I like the thought of prey model raw however not being familiar with it makes me nervous because he is going to be a large breed dog. The way I understand it is to much calcium can be harmful I think? Id rather do something a little more black and white like the Honest Kitchen Kindly or something similar to Better in the Raw like I use for my cats. Unfortunately they add rice bran and a few other things to the dog version and I'm just like what??? Why?? So that's why I'm wondering if anyone has other suggestions.


----------



## Kathyy (Jun 15, 2008)

I'd feed the cat version of Better in the Raw at 50% of the diet and have no problems with that. It is probably a lot more expensive than the dog version but cat and dog nutritional requirements are nearly identical, cats needing a couple added and restricted minerals/vitamins is about all. Dogs can eat cat food without issues, other than it likely is very rich, but if cats eat dog food exclusively they are likely to get sick. If half the diet is trying really hard to be perfect then mixing with a diet that you trust is perfect it would be just fine.


----------



## taquitos (Oct 18, 2012)

There is a Great Dane breeder who feeds PMR (she is one of the founders of Preymodelraw.com) without issue.

And yes, you have to make sure it's balanced if you want to do half half


----------



## Zilla (May 11, 2013)

Thanks for the replys. I read on the Better in the Raw website their ingredient descriptions for the dog version. I mean their reasonings seem legitimate for the rice bran I suppose? 

Taquitos I would like to do PMR it's just I don't have any idea how I would decide how much bone to use with the calcium already in the Orijen you know??
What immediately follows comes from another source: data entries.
use std::collections::HashMap;

use serde::{Deserialize, Serialize};

use super::{Account, AccountId, Cents, Transaction};

/// Replay the log for a single account.
/// Balance = sum of incoming amounts - sum of outgoing amounts
pub fn compute_balance(account_id: AccountId, transactions: &[Transaction]) -> Cents {
    transactions
        .iter()
        .map(|tx| tx.effect_on(account_id))
        .sum()
}

/// Replay the log for every account it mentions.
/// Returns a map of account_id -> balance. External sides (`None`) are skipped.
pub fn compute_all_balances(transactions: &[Transaction]) -> HashMap<AccountId, Cents> {
    let mut balances: HashMap<AccountId, Cents> = HashMap::new();

    for tx in transactions {
        if let Some(from) = tx.from_account {
            *balances.entry(from).or_insert(0) -= tx.amount_cents;
        }
        if let Some(to) = tx.to_account {
            *balances.entry(to).or_insert(0) += tx.amount_cents;
        }
    }

    balances
}

/// An account whose stored balance disagrees with its replayed log.
#[derive(Debug, Clone, PartialEq, Eq, Serialize, Deserialize)]
pub struct BalanceMismatch {
    pub account_number: String,
    pub stored: Cents,
    pub replayed: Cents,
}

#[derive(Debug, Clone, Serialize, Deserialize)]
pub struct IntegrityReport {
    pub account_count: usize,
    pub transaction_count: usize,
    pub total_balance: Cents,
    pub mismatches: Vec<BalanceMismatch>,
    pub negative_balances: Vec<String>,
    pub invalid_transactions: usize,
}

impl IntegrityReport {
    pub fn is_healthy(&self) -> bool {
        self.mismatches.is_empty()
            && self.negative_balances.is_empty()
            && self.invalid_transactions == 0
    }
}

/// Compare stored balances with the balances the log implies.
pub fn build_integrity_report(accounts: &[Account], transactions: &[Transaction]) -> IntegrityReport {
    let replayed = compute_all_balances(transactions);

    let mut mismatches = Vec::new();
    let mut negative_balances = Vec::new();
    for account in accounts {
        let expected = replayed.get(&account.id).copied().unwrap_or(0);
        if expected != account.balance_cents {
            mismatches.push(BalanceMismatch {
                account_number: account.account_number.clone(),
                stored: account.balance_cents,
                replayed: expected,
            });
        }
        if account.balance_cents < 0 {
            negative_balances.push(account.account_number.clone());
        }
    }

    let invalid_transactions = transactions
        .iter()
        .filter(|tx| {
            tx.amount_cents <= 0
                || (tx.from_account.is_none() && tx.to_account.is_none())
                || (tx.from_account.is_some() && tx.from_account == tx.to_account)
        })
        .count();

    IntegrityReport {
        account_count: accounts.len(),
        transaction_count: transactions.len(),
        total_balance: accounts.iter().map(|a| a.balance_cents).sum(),
        mismatches,
        negative_balances,
        invalid_transactions,
    }
}
use chrono::{DateTime, Utc};
use serde::{Deserialize, Serialize};
use uuid::Uuid;

use super::UserId;

pub type SessionId = Uuid;

/// Login audit row. Closed exactly once, on logout.
#[derive(Debug, Clone, PartialEq, Serialize, Deserialize)]
pub struct Session {
    pub id: SessionId,
    pub user_id: UserId,
    pub login_time: DateTime<Utc>,
    pub logout_time: Option<DateTime<Utc>>,
    pub duration_seconds: Option<f64>,
}

impl Session {
    pub fn open(user_id: UserId, login_time: DateTime<Utc>) -> Self {
        Self {
            id: Uuid::new_v4(),
            user_id,
            login_time,
            logout_time: None,
            duration_seconds: None,
        }
    }

    pub fn is_open(&self) -> bool {
        self.logout_time.is_none()
    }

    /// Close the session, computing its duration.
    pub fn close(&mut self, logout_time: DateTime<Utc>) {
        let elapsed = logout_time - self.login_time;
        self.logout_time = Some(logout_time);
        self.duration_seconds = Some(elapsed.num_milliseconds() as f64 / 1000.0);
    }
}

/// Session joined with the user's name, for the dashboard.
#[derive(Debug, Clone, Serialize, Deserialize)]
pub struct SessionSummary {
    pub session: Session,
    pub user_name: String,
}
mod account;
mod customer;
mod ledger;
mod money;
mod policy;
mod session;
mod statement;
mod transaction;
mod user;

pub use account::*;
pub use customer::*;
pub use ledger::*;
pub use money::*;
pub use policy::*;
pub use session::*;
pub use statement::*;
pub use transaction::*;
pub use user::*;
use std::str::FromStr;
use std::time::Duration;

use anyhow::{Context, Result};
use chrono::{DateTime, SecondsFormat, Utc};
use sqlx::sqlite::{
    SqliteConnectOptions, SqliteConnection, SqliteJournalMode, SqlitePoolOptions, SqliteRow,
};
use sqlx::{Executor, Row, Sqlite, SqlitePool};
use uuid::Uuid;

use crate::domain::{
    Account, AccountId, AccountStatus, AccountType, Cents, Customer, CustomerId, CustomerProfile,
    Role, Session, SessionSummary, Transaction, TransactionType, TransactionView, User, UserId,
};

use super::{MIGRATION_001_INITIAL, MIGRATION_002_SESSIONS};

/// A database transaction: the atomic unit every ledger mutation runs in.
pub type DbTransaction = sqlx::Transaction<'static, Sqlite>;

/// Aggregate counters for the admin dashboard.
#[derive(Debug, Clone, Default)]
pub struct DashboardCounts {
    pub total_users: i64,
    pub total_customers: i64,
    pub total_staff: i64,
    pub total_accounts: i64,
    pub total_balance: Cents,
    pub total_transactions: i64,
}

const USER_COLUMNS: &str =
    "id, name, email, password_hash, role, is_active, created_by, created_at";

/// A customer who registered themselves and has not been reviewed yet.
const PENDING_USER_GUARD: &str = "role = 'customer' AND is_active = 0 AND created_by IS NULL";

const ACCOUNT_COLUMNS: &str =
    "id, customer_id, account_number, balance_cents, account_type, status, created_at";

const TRANSACTION_COLUMNS: &str =
    "id, sequence, from_account_id, to_account_id, amount_cents, transaction_type, timestamp, description";

const TRANSACTION_VIEW_SELECT: &str = r#"
    SELECT t.id, t.sequence, t.from_account_id, t.to_account_id, t.amount_cents,
           t.transaction_type, t.timestamp, t.description,
           fa.account_number AS from_number, ta.account_number AS to_number
    FROM transactions t
    LEFT JOIN accounts fa ON fa.id = t.from_account_id
    LEFT JOIN accounts ta ON ta.id = t.to_account_id
"#;

/// Repository for persisting and querying the ledger.
///
/// Reads that do not gate a mutation go through the pool (`&self` methods).
/// Writes are associated functions taking a connection, so callers can group
/// them into one atomic unit via [`Repository::begin`].
pub struct Repository {
    pool: SqlitePool,
}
Does anyone have any opinions on the Honest Kitchen Kindly? It's their first formula that's potato and grain free. Only reason I'm considering it. Also it would be easy to just add chunks of meat to that instead of grinding it all.


----------



## taquitos (Oct 18, 2012)

Zilla said:


> Thanks for the replys. I read on the Better in the Raw website their ingredient descriptions for the dog version. I mean their reasonings seem legitimate for the rice bran I suppose?
> 
> Taquitos I would like to do PMR it's just I don't have any idea how I would decide how much bone to use with the calcium already in the Orijen you know??
> 
> Does anyone have any opinions on the Honest Kitchen Kindly? It's their first formula that's potato and grain free. Only reason I'm considering it. Also it would be easy to just add chunks of meat to that instead of grinding it all.


I would just do half and half. Follow the standard 80-10-10 ratio for PMR and feed accordingly, and feed kibble accordingly (in half the portion).

I believe there is a member on here who feeds Honest Kitchen Kindly and their dogs have done well on it


----------



## gingerkid (Jul 11, 2012)

Orijen makes a freeze-dried raw diet.


----------



## Zilla (May 11, 2013)

Freeze dried is like double the cost of actual raw because of how expensive it is to make. &#55357;&#56883; otherwise that might be a good choice. 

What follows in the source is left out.